At first glance, Robert Barry’s acrylic text paintings offer little in the way of painterly pleasures. And while Martin Puryear’s exquisitely printed shapes and patterns are more immediately rewarding, they make their considerable demands as well. Still, these shows pose a challenge that it is hard not to love, partly because they both set out to defy instant gratification. Despite their stylistic differences, Barry and Puryear share a similar goal: to include us in their respective inquiries into the nature of mind and liberty, but not do the work for us.

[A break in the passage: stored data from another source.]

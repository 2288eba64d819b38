//! Chain event model and attribute extraction.
//!
//! Every begin-block, end-block and transaction result carries a flat list of
//! [`Event`]s. Projectors filter the list by event type with
//! [`find_events_by_type`] and pull named attributes with
//! [`Event::attribute`]. A missing attribute is always an error: the chain
//! emits a fixed schema per event type, so an absent key means the indexer
//! and the chain disagree and nothing downstream can be trusted.

use serde::{Deserialize, Serialize};

use crate::numeric::{Dec, Int};

/// Errors raised while reading event attributes.
#[derive(Debug, Clone, PartialEq, Eq, thiserror::Error)]
pub enum EventError {
    /// A required attribute key is absent from the event.
    #[error("event {event_type:?} has no attribute {key:?}")]
    MissingAttribute {
        /// The type of the event that was inspected.
        event_type: String,
        /// The attribute key that was requested.
        key: String,
    },

    /// An attribute is present but its value cannot be parsed.
    #[error("event {event_type:?} attribute {key:?} has invalid value {value:?}: {reason}")]
    InvalidAttribute {
        /// The type of the event that was inspected.
        event_type: String,
        /// The attribute key.
        key: String,
        /// The raw attribute value.
        value: String,
        /// Why the value was rejected.
        reason: String,
    },
}

/// A single key/value pair attached to an [`Event`].
#[derive(Debug, Clone, PartialEq, Eq, Serialize, Deserialize)]
pub struct EventAttribute {
    /// Attribute key.
    pub key: String,
    /// Attribute value. Always a string on the wire.
    #[serde(default)]
    pub value: String,
}

/// An ABCI event emitted by the chain.
#[derive(Debug, Clone, PartialEq, Eq, Serialize, Deserialize)]
pub struct Event {
    /// The event type, e.g. `undelegation_started`.
    #[serde(rename = "type")]
    pub kind: String,
    /// Ordered attributes.
    #[serde(default)]
    pub attributes: Vec<EventAttribute>,
}

impl Event {
    /// Build an event from a type and `(key, value)` pairs.
    pub fn new<K, V>(kind: &str, attributes: impl IntoIterator<Item = (K, V)>) -> Self
    where
        K: Into<String>,
        V: Into<String>,
    {
        Self {
            kind: kind.to_owned(),
            attributes: attributes
                .into_iter()
                .map(|(key, value)| EventAttribute {
                    key: key.into(),
                    value: value.into(),
                })
                .collect(),
        }
    }

    /// Return the value of the first attribute with the given key.
    pub fn attribute(&self, key: &str) -> Result<&str, EventError> {
        self.attributes
            .iter()
            .find(|attr| attr.key == key)
            .map(|attr| attr.value.as_str())
            .ok_or_else(|| EventError::MissingAttribute {
                event_type: self.kind.clone(),
                key: key.to_owned(),
            })
    }

    /// Return the value of the first attribute regardless of its key.
    ///
    /// Used for single-attribute events whose key is not stable across
    /// chain versions.
    pub fn first_attribute(&self) -> Result<&str, EventError> {
        self.attributes
            .first()
            .map(|attr| attr.value.as_str())
            .ok_or_else(|| EventError::MissingAttribute {
                event_type: self.kind.clone(),
                key: String::from("<first>"),
            })
    }

    /// Read an attribute as an [`Int`].
    pub fn int(&self, key: &str) -> Result<Int, EventError> {
        let raw = self.attribute(key)?;
        Int::parse(raw).map_err(|e| self.invalid(key, raw, &e.to_string()))
    }

    /// Read an attribute as a [`Dec`].
    pub fn dec(&self, key: &str) -> Result<Dec, EventError> {
        let raw = self.attribute(key)?;
        Dec::parse(raw).map_err(|e| self.invalid(key, raw, &e.to_string()))
    }

    /// Read an attribute as an `i64`.
    pub fn i64(&self, key: &str) -> Result<i64, EventError> {
        let raw = self.attribute(key)?;
        raw.trim()
            .parse()
            .map_err(|e: std::num::ParseIntError| self.invalid(key, raw, &e.to_string()))
    }

    /// Read an attribute as a `u64`.
    pub fn u64(&self, key: &str) -> Result<u64, EventError> {
        let raw = self.attribute(key)?;
        raw.trim()
            .parse()
            .map_err(|e: std::num::ParseIntError| self.invalid(key, raw, &e.to_string()))
    }

    /// Read an attribute as a `u32`.
    pub fn u32(&self, key: &str) -> Result<u32, EventError> {
        let raw = self.attribute(key)?;
        raw.trim()
            .parse()
            .map_err(|e: std::num::ParseIntError| self.invalid(key, raw, &e.to_string()))
    }

    /// Read an attribute as a boolean. Only the literal `"true"` is true.
    pub fn flag(&self, key: &str) -> Result<bool, EventError> {
        self.attribute(key).map(|raw| raw == "true")
    }

    fn invalid(&self, key: &str, value: &str, reason: &str) -> EventError {
        EventError::InvalidAttribute {
            event_type: self.kind.clone(),
            key: key.to_owned(),
            value: value.to_owned(),
            reason: reason.to_owned(),
        }
    }
}

/// Return the events of the given type, in their original order.
///
/// An empty result is not an error.
pub fn find_events_by_type<'a>(events: &'a [Event], kind: &str) -> Vec<&'a Event> {
    events.iter().filter(|event| event.kind == kind).collect()
}

#[cfg(test)]
#[allow(clippy::unwrap_used, clippy::indexing_slicing)]
mod tests {
    use super::*;

    fn sample() -> Vec<Event> {
        vec![
            Event::new("a", [("k", "1")]),
            Event::new("b", [("k", "2")]),
            Event::new("a", [("k", "3"), ("flag", "true")]),
        ]
    }

    #[test]
    fn filters_in_order() {
        let events = sample();
        let found = find_events_by_type(&events, "a");
        assert_eq!(found.len(), 2);
        assert_eq!(found[0].attribute("k").unwrap(), "1");
        assert_eq!(found[1].attribute("k").unwrap(), "3");
        assert!(find_events_by_type(&events, "missing").is_empty());
    }

    #[test]
    fn missing_attribute_is_an_error() {
        let events = sample();
        let err = events[0].attribute("nope").unwrap_err();
        assert_eq!(
            err,
            EventError::MissingAttribute {
                event_type: String::from("a"),
                key: String::from("nope"),
            }
        );
    }

    #[test]
    fn typed_reads() {
        let events = sample();
        assert_eq!(events[2].int("k").unwrap(), Int::from(3_u64));
        assert!(events[2].flag("flag").unwrap());
        assert!(!events[0].flag("k").unwrap());
        assert_eq!(events[1].first_attribute().unwrap(), "2");

        let bad = Event::new("x", [("n", "abc")]);
        assert!(matches!(
            bad.int("n"),
            Err(EventError::InvalidAttribute { .. })
        ));
        assert!(matches!(bad.i64("n"), Err(EventError::InvalidAttribute { .. })));
    }

    #[test]
    fn deserializes_wire_shape() {
        let json = r#"{"type":"mint","attributes":[{"key":"amount","value":"5"}]}"#;
        let event: Event = serde_json::from_str(json).unwrap();
        assert_eq!(event.kind, "mint");
        assert_eq!(event.int("amount").unwrap(), Int::from(5_u64));
    }
}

Barry and Puryear have been among the more successful experimental artists in recent memory. But what is the relationship between their first, often bold, steps in the art world, their association with 20th-century avant-garde movements like conceptual art and minimalism, and what we see now? Does their latest work meditate on the same things? How has their process developed or changed? These shows are not retrospectives, so it is fair to ask: are Puryear and Barry still of the moment?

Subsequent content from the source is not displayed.